One such manifestation is inadequate gynecological care access. When compared to other neighborhoods, Black neighborhoods are 67% more likely to lack a local primary care physician. The key to prevention and survival is appropriate and timely screening. With the inaccessibility of a local gynecologist comes limited access to this resource, which makes it difficult to treat precancers before the condition progresses. Ultimately, this arrangement divests Black women of their right to take necessary preventive measures.

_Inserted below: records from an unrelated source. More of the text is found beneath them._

//! Native handle transport over a stream socket.
//!
//! An envelope is a `BufferInfo`, the handle header and one `i32` slot per
//! descriptor and integer. Descriptor slots only hold placeholders, the
//! descriptors themselves travel as `SCM_RIGHTS` ancillary data attached to
//! the same message.

use super::buffer::{
    BUFFER_INFO_SIZE, BufferHandle, BufferInfo, HANDLE_HEADER_SIZE,
    MAX_NUM_FDS, MAX_NUM_INTS, SYNC_BYTE, read_i32,
};
use crate::errors::ProtocolError;
use log::trace;
use nix::sys::socket::{ControlMessage, MsgFlags, sendmsg};
use std::io::{IoSlice, Read, Write};
use std::os::fd::{AsRawFd, FromRawFd, OwnedFd, RawFd};
use std::os::unix::net::UnixStream;

/// A decoded envelope.
#[derive(Debug)]
pub struct Frame {
    pub info: BufferInfo,
    pub handle: BufferHandle,
}

pub fn envelope_size(fds: usize, ints: usize) -> usize {
    BUFFER_INFO_SIZE + HANDLE_HEADER_SIZE + 4 * (fds + ints)
}

pub(crate) fn encode_envelope(info: &BufferInfo, handle: &BufferHandle) -> Vec<u8> {
    let mut payload =
        Vec::with_capacity(envelope_size(handle.num_fds(), handle.num_ints()));
    payload.extend_from_slice(&info.to_bytes());
    for value in [
        handle.version(),
        handle.num_fds() as i32,
        handle.num_ints() as i32,
    ] {
        payload.extend_from_slice(&value.to_ne_bytes());
    }
    for fd in handle.fds() {
        payload.extend_from_slice(&fd.as_raw_fd().to_ne_bytes());
    }
    for value in handle.ints() {
        payload.extend_from_slice(&value.to_ne_bytes());
    }
    payload
}

fn check_counts(fds: i64, ints: i64) -> Result<(), ProtocolError> {
    if fds < 0 || fds as usize > MAX_NUM_FDS {
        return Err(ProtocolError::Oversized {
            kind: "fds",
            count: fds,
            max: MAX_NUM_FDS,
        });
    }
    if ints < 0 || ints as usize > MAX_NUM_INTS {
        return Err(ProtocolError::Oversized {
            kind: "ints",
            count: ints,
            max: MAX_NUM_INTS,
        });
    }
    Ok(())
}

/// Sends one envelope with the handle's descriptors attached.
pub fn send_native_handle(
    stream: &UnixStream,
    info: &BufferInfo,
    handle: &BufferHandle,
) -> Result<(), ProtocolError> {
    check_counts(handle.num_fds() as i64, handle.num_ints() as i64)?;
    let payload = encode_envelope(info, handle);
    let fds: Vec<RawFd> = handle.fds().iter().map(|fd| fd.as_raw_fd()).collect();
    let rights = [ControlMessage::ScmRights(&fds)];
    let cmsgs: &[ControlMessage] = if fds.is_empty() { &[] } else { &rights };

    let sent = sendmsg::<()>(
        stream.as_raw_fd(),
        &[IoSlice::new(&payload)],
        cmsgs,
        MsgFlags::MSG_NOSIGNAL,
        None,
    )?;
    // The descriptors went with the first chunk, the rest is plain data
    if sent < payload.len() {
        (&*stream).write_all(&payload[sent..])?;
    }
    Ok(())
}

/// Writes the sync byte, both counts and the envelope: one complete frame.
pub fn send_frame(
    stream: &UnixStream,
    info: &BufferInfo,
    handle: &BufferHandle,
) -> Result<(), ProtocolError> {
    check_counts(handle.num_fds() as i64, handle.num_ints() as i64)?;
    (&*stream).write_all(&[
        SYNC_BYTE,
        handle.num_fds() as u8,
        handle.num_ints() as u8,
    ])?;
    send_native_handle(stream, info, handle)
}

/// Blocks until the server hands the buffer slot back.
pub fn wait_for_ack(stream: &UnixStream) -> Result<u8, ProtocolError> {
    let mut ack = [0u8; 1];
    read_exact(stream, &mut ack)?;
    Ok(ack[0])
}

pub(crate) fn read_exact(
    stream: &UnixStream,
    buf: &mut [u8],
) -> Result<(), ProtocolError> {
    match (&*stream).read_exact(buf) {
        Ok(()) => Ok(()),
        Err(e) if e.kind() == std::io::ErrorKind::UnexpectedEof => {
            Err(ProtocolError::Disconnected)
        }
        Err(e) => Err(e.into()),
    }
}

/**
 * Receives one envelope announced with `fds` descriptors and `ints`
 * integers.
 *
 * The ancillary buffer has room for exactly `fds` descriptors. Any
 * descriptor that arrives is owned from that point on, so every rejection
 * below closes whatever was received.
 */
pub fn recv_native_handle(
    stream: &UnixStream,
    fds: usize,
    ints: usize,
) -> Result<Frame, ProtocolError> {
    check_counts(fds as i64, ints as i64)?;

    let expected = envelope_size(fds, ints);
    let mut payload = vec![0u8; expected];
    let (got, received, truncated) = recvmsg_with_fds(stream, &mut payload, fds)?;

    if truncated {
        return Err(ProtocolError::ControlTruncated);
    }
    if got == 0 {
        return Err(ProtocolError::Disconnected);
    }
    if got < expected {
        return Err(ProtocolError::Truncated { got, expected });
    }

    let mut info_bytes = [0u8; BUFFER_INFO_SIZE];
    info_bytes.copy_from_slice(&payload[..BUFFER_INFO_SIZE]);
    let info = BufferInfo::from_bytes(&info_bytes);

    let header = &payload[BUFFER_INFO_SIZE..BUFFER_INFO_SIZE + HANDLE_HEADER_SIZE];
    let version = read_i32(&header[0..]);
    let num_fds = read_i32(&header[4..]);
    let num_ints = read_i32(&header[8..]);
    check_counts(num_fds as i64, num_ints as i64)?;

    if num_fds as usize != fds || num_ints as usize != ints {
        return Err(ProtocolError::CountMismatch {
            declared_fds: fds,
            declared_ints: ints,
            fds: num_fds as usize,
            ints: num_ints as usize,
        });
    }
    if received.len() != fds {
        return Err(ProtocolError::DescriptorCount {
            got: received.len(),
            expected: fds,
        });
    }

    let ints_start = BUFFER_INFO_SIZE + HANDLE_HEADER_SIZE + 4 * fds;
    let values = payload[ints_start..expected]
        .chunks_exact(4)
        .map(read_i32)
        .collect();

    trace!(
        "Received handle for '{}' with {} fds and {} ints",
        info.layer_name, fds, ints
    );
    Ok(Frame {
        info,
        handle: BufferHandle::with_version(version, received, values),
    })
}

/// `recvmsg` waiting for the full payload. Returns the byte count, the
/// descriptors that arrived and whether the kernel truncated the control
/// data.
fn recvmsg_with_fds(
    stream: &UnixStream,
    payload: &mut [u8],
    fds: usize,
) -> Result<(usize, Vec<OwnedFd>, bool), ProtocolError> {
    #[allow(unused_unsafe)]
    let space =
        unsafe { libc::CMSG_SPACE((fds * size_of::<RawFd>()) as u32) } as usize;
    let mut control = vec![0u8; space];

    let mut iov = libc::iovec {
        iov_base: payload.as_mut_ptr().cast(),
        iov_len: payload.len(),
    };
    let mut msg: libc::msghdr = unsafe { std::mem::zeroed() };
    msg.msg_iov = &mut iov;
    msg.msg_iovlen = 1;
    msg.msg_control = control.as_mut_ptr().cast();
    msg.msg_controllen = space as _;

    let ret = unsafe {
        libc::recvmsg(
            stream.as_raw_fd(),
            &mut msg,
            libc::MSG_CMSG_CLOEXEC | libc::MSG_WAITALL,
        )
    };
    if ret < 0 {
        return Err(std::io::Error::last_os_error().into());
    }

    let mut received = Vec::new();
    // SAFETY: msg describes `control`, which the kernel just filled in
    unsafe {
        let mut cmsg = libc::CMSG_FIRSTHDR(&msg);
        while !cmsg.is_null() {
            if (*cmsg).cmsg_level == libc::SOL_SOCKET
                && (*cmsg).cmsg_type == libc::SCM_RIGHTS
            {
                let data = libc::CMSG_DATA(cmsg) as *const RawFd;
                let len = (*cmsg).cmsg_len as usize - libc::CMSG_LEN(0) as usize;
                for i in 0..len / size_of::<RawFd>() {
                    let fd = std::ptr::read_unaligned(data.add(i));
                    received.push(OwnedFd::from_raw_fd(fd));
                }
            }
            cmsg = libc::CMSG_NXTHDR(&msg, cmsg);
        }
    }

    let truncated = msg.msg_flags & libc::MSG_CTRUNC != 0;
    Ok((ret as usize, received, truncated))
}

The negative implications of this shortage does not end with the shortage of gynecologists in Black neighborhoods. Pre-existing conditions, such as a weakened immune system, greatly impact the progression of the disease. Unfortunately, this means that once Black women do receive a diagnosis, they are likely to come in untreated for other chronic illnesses that may exacerbate the condition.
While the cervical health disparities persist along racial lines at every economic level, it is important to note who these care shortages impact the most. Geographical factors, in addition to class, have implications for the health care of Black women.
These care gaps leave low-income Black women in regions like the rural South especially vulnerable. The issue of constant hospital closures in the regions that fall outside of our nation’s urban centers creates maternity care deserts. In these counties, obstetrical and gynecological health care services are limited—or virtually absent. Unfortunately, this issue is worsening with time. According to a 2022 March of Dimes report, more than 1 in 3 U.S counties are maternity care deserts.
Structural racism also manifests as unconscious bias in gynecological care. Physicians have great discretion in their practicing and recommendation of cervical cancer screening. This can prove fatal for Black women and birthing people. Notions of Black women’s exceptional strength and imperviousness to pain may lead physicians to 1) dismiss the complaints of Black patients and 2) prolong the time before a doctor recommends a patient for screening. Because the efficacy of treatment correlates with the speed of detection, time is of the essence.
In addition to screening and diagnosis, this implicit bias shapes the ensuing treatment options for Black birthing patients. Studies show that Black women are more likely to receive no treatment after a diagnosis—a reality that may be tied to both implicit bias and comorbid conditions.
Another manifestation of structural racism within the medical establishment is its erasure of Black women and birthing people. Despite growing knowledge of the significance of screening and early detection, nascent policy decisions have done away with annual pap smears. The reason for this change seems scientifically sound. According to health professionals, the expansion of time between the screening tests is an acknowledgment of the amount of time it takes for cervical cancer to develop.
While health professionals are deeming annual pap smears unnecessary, the current state of Black women’s cervical health renders routine screening absolutely necessary. Black women are more likely to present with advanced cervical cancer. Even in the absence of interpersonal experiences, these policy decisions manage to undermine Black women and birthing people to reproduce negative health outcomes.
We cannot change what we refuse to acknowledge. The state of cervical health is a fragment of a larger picture—one of a system that routinely fails Black women and birthing people. Racial disparities in survival warrant further investigation if we are to undo the systemic racism that contributes to poor outcomes.